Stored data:
* * *

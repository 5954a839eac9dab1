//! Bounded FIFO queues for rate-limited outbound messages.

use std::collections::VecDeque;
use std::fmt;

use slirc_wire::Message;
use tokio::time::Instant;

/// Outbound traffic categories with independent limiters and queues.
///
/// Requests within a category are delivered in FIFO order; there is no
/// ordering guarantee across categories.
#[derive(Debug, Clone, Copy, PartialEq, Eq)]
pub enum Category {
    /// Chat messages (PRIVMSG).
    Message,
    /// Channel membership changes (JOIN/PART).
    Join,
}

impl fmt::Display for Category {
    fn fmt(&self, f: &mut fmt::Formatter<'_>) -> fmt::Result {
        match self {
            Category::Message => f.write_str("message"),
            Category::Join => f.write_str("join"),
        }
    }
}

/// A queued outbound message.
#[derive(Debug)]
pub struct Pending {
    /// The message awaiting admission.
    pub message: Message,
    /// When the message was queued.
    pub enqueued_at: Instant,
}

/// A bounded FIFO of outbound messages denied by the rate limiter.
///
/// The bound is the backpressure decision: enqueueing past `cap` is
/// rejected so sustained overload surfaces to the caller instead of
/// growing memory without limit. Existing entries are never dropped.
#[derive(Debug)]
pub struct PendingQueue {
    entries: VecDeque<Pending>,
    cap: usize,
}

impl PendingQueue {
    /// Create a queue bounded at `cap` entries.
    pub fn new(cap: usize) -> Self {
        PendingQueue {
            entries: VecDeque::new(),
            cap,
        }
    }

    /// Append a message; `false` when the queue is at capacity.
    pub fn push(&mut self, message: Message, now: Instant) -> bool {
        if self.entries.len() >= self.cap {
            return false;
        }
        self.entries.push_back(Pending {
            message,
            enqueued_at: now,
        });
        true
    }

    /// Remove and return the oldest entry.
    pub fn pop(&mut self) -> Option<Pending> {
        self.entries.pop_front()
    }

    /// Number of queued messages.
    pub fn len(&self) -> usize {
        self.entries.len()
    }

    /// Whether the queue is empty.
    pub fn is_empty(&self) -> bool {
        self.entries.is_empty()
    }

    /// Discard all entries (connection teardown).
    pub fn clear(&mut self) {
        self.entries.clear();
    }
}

* * *

> _PROBLEM DETAILS_
Emit the records above again, exactly, with no line skipped.

> _YOUR RESPONSE_
repository 5954a839eac9dab1
//! Bounded FIFO queues for rate-limited outbound messages.

use std::collections::VecDeque;
use std::fmt;

use slirc_wire::Message;
use tokio::time::Instant;

/// Outbound traffic categories with independent limiters and queues.
///
/// Requests within a category are delivered in FIFO order; there is no
/// ordering guarantee across categories.
#[derive(Debug, Clone, Copy, PartialEq, Eq)]
pub enum Category {
    /// Chat messages (PRIVMSG).
    Message,
    /// Channel membership changes (JOIN/PART).
    Join,
}

impl fmt::Display for Category {
    fn fmt(&self, f: &mut fmt::Formatter<'_>) -> fmt::Result {
        match self {
            Category::Message => f.write_str("message"),
            Category::Join => f.write_str("join"),
        }
    }
}

/// A queued outbound message.
#[derive(Debug)]
pub struct Pending {
    /// The message awaiting admission.
    pub message: Message,
    /// When the message was queued.
    pub enqueued_at: Instant,
}

/// A bounded FIFO of outbound messages denied by the rate limiter.
///
/// The bound is the backpressure decision: enqueueing past `cap` is
/// rejected so sustained overload surfaces to the caller instead of
/// growing memory without limit. Existing entries are never dropped.
#[derive(Debug)]
pub struct PendingQueue {
    entries: VecDeque<Pending>,
    cap: usize,
}

impl PendingQueue {
    /// Create a queue bounded at `cap` entries.
    pub fn new(cap: usize) -> Self {
        PendingQueue {
            entries: VecDeque::new(),
            cap,
        }
    }

    /// Append a message; `false` when the queue is at capacity.
    pub fn push(&mut self, message: Message, now: Instant) -> bool {
        if self.entries.len() >= self.cap {
            return false;
        }
        self.entries.push_back(Pending {
            message,
            enqueued_at: now,
        });
        true
    }

    /// Remove and return the oldest entry.
    pub fn pop(&mut self) -> Option<Pending> {
        self.entries.pop_front()
    }

    /// Number of queued messages.
    pub fn len(&self) -> usize {
        self.entries.len()
    }

    /// Whether the queue is empty.
    pub fn is_empty(&self) -> bool {
        self.entries.is_empty()
    }

    /// Discard all entries (connection teardown).
    pub fn clear(&mut self) {
        self.entries.clear();
    }
}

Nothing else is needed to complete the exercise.